We do this by fitting a non-linear model to the data. Remembmer that stage-discharge relations (the rating curve) are typically non-linear. We will use nls, which you can read up on with “?nls”. In this model a1, C, and n are parameters and we have to give them initial values. After that, R will find the best fit for each parameter. The equation will be Q = C(Stage - a1)^n where C is a fitting parameter, a1 is the depth at which flow is 0 (so if flow was zero at 1 ft depth a1 = 1), and n is an exponent that gives the function its concave up shape.

I would recommend starting with a1 = 0. Here is some example code for how you would fit a non-linear model to your data:

Here we give a1 an initial value. Note that the a1 offset is something we are adding to the nls. It is not one of the parameters of the model, so it won’t be fit. This is something we would evaluate by looking at the data.

a1 <- 0

Next we run the model.

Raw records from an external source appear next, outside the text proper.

use super::{PlayerHandle, PlayerState};
use crate::error::PlayerError;
use async_trait::async_trait;
use parking_lot::Mutex;
use std::path::{Path, PathBuf};
use std::sync::Arc;
use std::time::Duration;
use tokio::time::Instant;

#[derive(Debug)]
struct MockState {
    duration: Duration,
    state: PlayerState,
    loaded: Option<PathBuf>,
    position: Duration,
    playing_since: Option<Instant>,
    volume: u8,
    fullscreen: bool,
    fail_loads: bool,
    fail_state_reads: bool,
    error_after: Option<Duration>,
    released: bool,
    calls: Vec<String>,
}

impl MockState {
    fn position(&self, now: Instant) -> Duration {
        match self.playing_since {
            Some(since) => self.position + now.saturating_duration_since(since),
            None => self.position,
        }
    }

    fn freeze(&mut self, now: Instant) {
        self.position = self.position(now);
        self.playing_since = None;
    }
}

/// In-memory player. "Plays" each loaded file for a fixed duration on the
/// tokio clock, so paused-time tests see deterministic end times.
pub struct MockPlayer {
    name: String,
    inner: Arc<Mutex<MockState>>,
}

/// Shared view into a [`MockPlayer`] for scripting failures and checking calls
#[derive(Clone)]
pub struct MockControl {
    inner: Arc<Mutex<MockState>>,
}

impl MockPlayer {
    pub fn new<S: Into<String>>(name: S, duration: Duration) -> Self {
        Self::with_control(name, duration).0
    }

    pub fn with_control<S: Into<String>>(name: S, duration: Duration) -> (Self, MockControl) {
        let inner = Arc::new(Mutex::new(MockState {
            duration,
            state: PlayerState::Stopped,
            loaded: None,
            position: Duration::ZERO,
            playing_since: None,
            volume: 100,
            fullscreen: false,
            fail_loads: false,
            fail_state_reads: false,
            error_after: None,
            released: false,
            calls: Vec::new(),
        }));

        (
            Self {
                name: name.into(),
                inner: Arc::clone(&inner),
            },
            MockControl { inner },
        )
    }

    fn record(&self, call: &str) -> Result<parking_lot::MutexGuard<'_, MockState>, PlayerError> {
        let mut inner = self.inner.lock();
        if inner.released {
            return Err(PlayerError::Released);
        }
        inner.calls.push(call.to_string());
        Ok(inner)
    }
}

#[async_trait]
impl PlayerHandle for MockPlayer {
    async fn load(&mut self, path: &Path) -> Result<(), PlayerError> {
        let mut inner = self.record("load")?;
        if inner.fail_loads {
            inner.state = PlayerState::Error;
            return Err(PlayerError::Load {
                path: path.display().to_string(),
                details: "mock load failure".to_string(),
            });
        }

        inner.loaded = Some(path.to_path_buf());
        inner.position = Duration::ZERO;
        inner.playing_since = None;
        inner.state = PlayerState::Paused;
        Ok(())
    }

    async fn play(&mut self) -> Result<(), PlayerError> {
        let mut inner = self.record("play")?;
        if inner.loaded.is_none() {
            return Err(PlayerError::Command {
                command: "play".to_string(),
                details: "nothing loaded".to_string(),
            });
        }
        if inner.playing_since.is_none() {
            inner.playing_since = Some(Instant::now());
        }
        inner.state = PlayerState::Playing;
        Ok(())
    }

    async fn pause(&mut self) -> Result<(), PlayerError> {
        let mut inner = self.record("pause")?;
        inner.freeze(Instant::now());
        if !inner.state.is_terminal() {
            inner.state = PlayerState::Paused;
        }
        Ok(())
    }

    async fn seek_start(&mut self) -> Result<(), PlayerError> {
        let mut inner = self.record("seek_start")?;
        inner.position = Duration::ZERO;
        if inner.playing_since.is_some() {
            inner.playing_since = Some(Instant::now());
        }
        if inner.state == PlayerState::Ended {
            inner.state = PlayerState::Paused;
        }
        Ok(())
    }

    async fn state(&mut self) -> Result<PlayerState, PlayerError> {
        let mut inner = self.inner.lock();
        if inner.released {
            return Err(PlayerError::Released);
        }
        if inner.fail_state_reads {
            return Err(PlayerError::Ipc {
                details: "mock state read failure".to_string(),
            });
        }

        if inner.state == PlayerState::Playing {
            let now = Instant::now();
            let position = inner.position(now);
            if inner.error_after.is_some_and(|after| position >= after) {
                inner.freeze(now);
                inner.state = PlayerState::Error;
            } else if position >= inner.duration {
                inner.freeze(now);
                inner.position = inner.duration;
                inner.state = PlayerState::Ended;
            }
        }

        Ok(inner.state)
    }

    async fn stop(&mut self) -> Result<(), PlayerError> {
        let mut inner = self.record("stop")?;
        inner.freeze(Instant::now());
        inner.loaded = None;
        inner.state = PlayerState::Stopped;
        Ok(())
    }

    async fn release(&mut self) -> Result<(), PlayerError> {
        let mut inner = self.record("release")?;
        inner.released = true;
        inner.state = PlayerState::Stopped;
        Ok(())
    }

    async fn set_volume(&mut self, volume: u8) -> Result<(), PlayerError> {
        let mut inner = self.record("set_volume")?;
        inner.volume = volume;
        Ok(())
    }

    async fn set_fullscreen(&mut self, fullscreen: bool) -> Result<(), PlayerError> {
        let mut inner = self.record("set_fullscreen")?;
        inner.fullscreen = fullscreen;
        Ok(())
    }

    fn name(&self) -> String {
        self.name.clone()
    }
}

impl MockControl {
    pub fn state(&self) -> PlayerState {
        self.inner.lock().state
    }

    pub fn loaded(&self) -> Option<PathBuf> {
        self.inner.lock().loaded.clone()
    }

    pub fn calls(&self) -> Vec<String> {
        self.inner.lock().calls.clone()
    }

    pub fn call_count(&self, call: &str) -> usize {
        self.inner.lock().calls.iter().filter(|c| *c == call).count()
    }

    pub fn clear_calls(&self) {
        self.inner.lock().calls.clear();
    }

    pub fn is_released(&self) -> bool {
        self.inner.lock().released
    }

    pub fn volume(&self) -> u8 {
        self.inner.lock().volume
    }

    pub fn set_duration(&self, duration: Duration) {
        self.inner.lock().duration = duration;
    }

    pub fn fail_loads(&self, fail: bool) {
        self.inner.lock().fail_loads = fail;
    }

    pub fn fail_state_reads(&self, fail: bool) {
        self.inner.lock().fail_state_reads = fail;
    }

    /// Report `Error` once playback position reaches `after`
    pub fn error_after(&self, after: Option<Duration>) {
        self.inner.lock().error_after = after;
    }
}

This code below says run a nls model where Discharge = C*(gage height - a1)^n. In R statistical models the ~ is similar to equals. It basically means predict discharge using this function.

model <- nls(discharge~C*(gage_height-a1)^n, start = list(C = 1, n = 1.2), data = meas, trace=T)

Keep in mind that in the line of code above you will need to change the code to use YOUR specific variable names and df. What I have provided is generic. Also keep in mind you may have to change the initial value for a1, C, and/or n. If they aren’t close enough initial values the model will fail to converge on an optimal set of parameters.

After you have gotten your model to converge you can get a summary of the output. summary(model)

And we can also pull out the parameters that we are interested in (C and n). C1 <- coef(model)[1] n1 <- coef(model)[2]

We can also put the parameters into an equation in the eqn_a <- That can then be used to add the equation to the ggplot.

# test the parsing of the equation
#parse(text = eqn_a)# you will need to uncomment this code. 

#Now we can plot the data and add a geom_smooth. Next we annotate the figure with the equations (i.e., the rating curve).

#formula <- y ~ C * x^(n) # you will need to uncomment this code. 

Q4.1. (5 pts)

  • Please provide your paramater values (a, C, and n) for each of your rating curves (hint: you should have 3 rating curves for 3 time periods).

  • What is your calculated Q for a stage of 3 ft with each of your rating curves?

  • Is it appropriate to use any of your rating curves to calculate flow at a stage of 12 ft? Why or why not?